» Work request: The string "LoadPreview" appears in some lines of the entries that follow; copy each such line.

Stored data
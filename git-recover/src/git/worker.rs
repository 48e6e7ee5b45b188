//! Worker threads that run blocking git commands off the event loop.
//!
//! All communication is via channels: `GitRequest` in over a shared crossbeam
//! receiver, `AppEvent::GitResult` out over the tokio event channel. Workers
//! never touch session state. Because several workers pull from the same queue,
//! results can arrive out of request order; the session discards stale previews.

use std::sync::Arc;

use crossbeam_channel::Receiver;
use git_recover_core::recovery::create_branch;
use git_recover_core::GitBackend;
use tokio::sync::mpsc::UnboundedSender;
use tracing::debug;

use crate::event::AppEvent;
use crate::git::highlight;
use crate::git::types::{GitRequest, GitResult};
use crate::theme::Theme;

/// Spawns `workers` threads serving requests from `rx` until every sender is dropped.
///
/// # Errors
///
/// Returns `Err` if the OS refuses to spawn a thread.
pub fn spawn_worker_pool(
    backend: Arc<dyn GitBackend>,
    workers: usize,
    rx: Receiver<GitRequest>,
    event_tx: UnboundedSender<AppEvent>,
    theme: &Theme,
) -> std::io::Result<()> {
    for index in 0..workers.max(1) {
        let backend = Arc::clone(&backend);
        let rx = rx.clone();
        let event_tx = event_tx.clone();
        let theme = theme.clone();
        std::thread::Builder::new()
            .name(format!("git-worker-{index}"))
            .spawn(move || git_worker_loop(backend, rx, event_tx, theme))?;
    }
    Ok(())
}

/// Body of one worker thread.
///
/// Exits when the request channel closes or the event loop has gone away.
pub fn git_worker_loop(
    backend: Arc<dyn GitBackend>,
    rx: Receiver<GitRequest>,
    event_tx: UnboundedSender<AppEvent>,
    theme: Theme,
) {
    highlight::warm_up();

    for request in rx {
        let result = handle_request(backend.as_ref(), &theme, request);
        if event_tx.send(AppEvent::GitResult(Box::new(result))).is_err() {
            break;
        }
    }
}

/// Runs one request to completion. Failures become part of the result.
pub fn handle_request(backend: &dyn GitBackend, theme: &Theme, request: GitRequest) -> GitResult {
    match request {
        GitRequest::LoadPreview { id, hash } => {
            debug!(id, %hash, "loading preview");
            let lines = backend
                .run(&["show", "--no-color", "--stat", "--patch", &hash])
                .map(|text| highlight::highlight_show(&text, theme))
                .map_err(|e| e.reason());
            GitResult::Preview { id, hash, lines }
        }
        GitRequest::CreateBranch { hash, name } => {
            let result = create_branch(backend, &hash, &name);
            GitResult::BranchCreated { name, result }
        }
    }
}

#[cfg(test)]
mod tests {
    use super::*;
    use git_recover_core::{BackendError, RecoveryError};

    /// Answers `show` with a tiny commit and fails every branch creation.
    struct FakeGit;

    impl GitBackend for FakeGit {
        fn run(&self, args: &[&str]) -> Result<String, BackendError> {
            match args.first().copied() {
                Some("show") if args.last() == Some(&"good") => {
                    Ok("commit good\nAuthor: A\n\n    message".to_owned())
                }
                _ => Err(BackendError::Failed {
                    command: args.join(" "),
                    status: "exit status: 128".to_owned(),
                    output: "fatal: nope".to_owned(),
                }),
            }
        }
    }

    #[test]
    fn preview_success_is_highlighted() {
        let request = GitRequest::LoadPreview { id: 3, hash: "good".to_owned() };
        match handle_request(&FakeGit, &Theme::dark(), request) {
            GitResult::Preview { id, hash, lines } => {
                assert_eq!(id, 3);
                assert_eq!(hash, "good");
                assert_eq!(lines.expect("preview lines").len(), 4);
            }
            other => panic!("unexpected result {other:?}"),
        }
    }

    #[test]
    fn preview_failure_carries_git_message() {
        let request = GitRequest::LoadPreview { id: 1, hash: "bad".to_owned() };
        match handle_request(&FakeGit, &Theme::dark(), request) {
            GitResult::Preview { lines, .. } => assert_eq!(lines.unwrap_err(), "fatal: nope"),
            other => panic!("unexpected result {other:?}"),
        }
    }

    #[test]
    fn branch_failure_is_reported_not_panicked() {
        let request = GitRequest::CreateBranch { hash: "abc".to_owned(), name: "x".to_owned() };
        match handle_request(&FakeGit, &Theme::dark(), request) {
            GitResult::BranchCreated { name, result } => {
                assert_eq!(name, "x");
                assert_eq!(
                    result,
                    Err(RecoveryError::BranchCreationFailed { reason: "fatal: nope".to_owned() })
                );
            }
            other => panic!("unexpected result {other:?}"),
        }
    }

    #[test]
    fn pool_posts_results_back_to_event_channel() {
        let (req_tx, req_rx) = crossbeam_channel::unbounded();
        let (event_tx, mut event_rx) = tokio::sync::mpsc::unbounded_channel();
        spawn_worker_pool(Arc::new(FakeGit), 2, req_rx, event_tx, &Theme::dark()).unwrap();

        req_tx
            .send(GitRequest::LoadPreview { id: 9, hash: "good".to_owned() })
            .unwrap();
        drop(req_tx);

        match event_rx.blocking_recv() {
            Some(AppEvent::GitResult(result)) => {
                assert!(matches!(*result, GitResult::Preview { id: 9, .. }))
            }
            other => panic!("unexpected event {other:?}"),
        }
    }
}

---

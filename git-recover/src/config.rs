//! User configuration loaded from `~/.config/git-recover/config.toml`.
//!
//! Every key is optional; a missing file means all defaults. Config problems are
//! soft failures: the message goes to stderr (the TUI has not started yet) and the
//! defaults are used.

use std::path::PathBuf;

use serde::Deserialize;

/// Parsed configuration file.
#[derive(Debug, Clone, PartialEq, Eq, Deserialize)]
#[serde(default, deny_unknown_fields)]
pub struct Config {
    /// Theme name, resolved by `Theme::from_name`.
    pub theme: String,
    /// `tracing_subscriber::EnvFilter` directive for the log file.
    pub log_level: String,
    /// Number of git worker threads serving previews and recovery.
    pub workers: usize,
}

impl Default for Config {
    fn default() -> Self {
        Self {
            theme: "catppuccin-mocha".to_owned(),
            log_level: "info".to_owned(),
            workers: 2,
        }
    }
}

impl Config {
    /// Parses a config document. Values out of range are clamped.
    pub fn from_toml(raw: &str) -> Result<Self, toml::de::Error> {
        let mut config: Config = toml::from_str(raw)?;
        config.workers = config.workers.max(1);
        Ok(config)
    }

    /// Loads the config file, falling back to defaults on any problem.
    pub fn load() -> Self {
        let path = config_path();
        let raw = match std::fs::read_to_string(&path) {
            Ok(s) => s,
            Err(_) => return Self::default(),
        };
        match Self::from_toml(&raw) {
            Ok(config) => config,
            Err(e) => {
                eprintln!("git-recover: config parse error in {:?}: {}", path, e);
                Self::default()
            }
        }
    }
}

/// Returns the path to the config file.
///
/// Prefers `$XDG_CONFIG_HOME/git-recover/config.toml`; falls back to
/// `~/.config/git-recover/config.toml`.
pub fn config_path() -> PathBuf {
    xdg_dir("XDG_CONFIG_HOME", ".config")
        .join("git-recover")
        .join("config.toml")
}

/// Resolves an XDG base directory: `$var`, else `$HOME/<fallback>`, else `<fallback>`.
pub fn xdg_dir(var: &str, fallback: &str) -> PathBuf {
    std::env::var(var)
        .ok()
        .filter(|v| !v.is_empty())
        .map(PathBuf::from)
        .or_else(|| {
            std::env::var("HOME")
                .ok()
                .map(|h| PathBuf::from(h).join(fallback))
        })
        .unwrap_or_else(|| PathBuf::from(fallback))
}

--

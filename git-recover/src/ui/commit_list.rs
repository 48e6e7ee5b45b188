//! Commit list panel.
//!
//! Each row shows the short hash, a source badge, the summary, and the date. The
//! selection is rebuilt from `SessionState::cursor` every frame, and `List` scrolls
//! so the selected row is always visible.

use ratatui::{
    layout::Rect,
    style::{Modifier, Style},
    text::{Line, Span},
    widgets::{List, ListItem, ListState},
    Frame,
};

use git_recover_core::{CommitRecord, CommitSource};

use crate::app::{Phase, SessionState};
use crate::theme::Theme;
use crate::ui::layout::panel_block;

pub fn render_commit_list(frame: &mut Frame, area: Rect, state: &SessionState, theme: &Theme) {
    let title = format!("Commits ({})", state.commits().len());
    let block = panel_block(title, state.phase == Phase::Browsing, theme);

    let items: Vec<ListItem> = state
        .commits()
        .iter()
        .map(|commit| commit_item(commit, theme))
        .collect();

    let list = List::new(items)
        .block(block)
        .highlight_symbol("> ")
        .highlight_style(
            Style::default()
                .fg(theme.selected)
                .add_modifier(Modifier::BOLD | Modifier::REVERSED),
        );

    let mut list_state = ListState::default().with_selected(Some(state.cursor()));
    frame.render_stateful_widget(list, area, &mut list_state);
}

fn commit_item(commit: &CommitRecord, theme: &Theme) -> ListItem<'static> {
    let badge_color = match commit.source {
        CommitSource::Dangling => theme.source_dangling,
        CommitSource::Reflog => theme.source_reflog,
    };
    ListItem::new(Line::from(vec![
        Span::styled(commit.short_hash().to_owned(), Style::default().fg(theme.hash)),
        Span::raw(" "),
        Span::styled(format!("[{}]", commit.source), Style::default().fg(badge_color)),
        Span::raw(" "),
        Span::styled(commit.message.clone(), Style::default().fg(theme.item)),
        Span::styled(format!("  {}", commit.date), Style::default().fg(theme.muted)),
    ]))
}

» Answer space:
        GitRequest::LoadPreview { id, hash } => {
        let request = GitRequest::LoadPreview { id: 3, hash: "good".to_owned() };
        let request = GitRequest::LoadPreview { id: 1, hash: "bad".to_owned() };
            .send(GitRequest::LoadPreview { id: 9, hash: "good".to_owned() })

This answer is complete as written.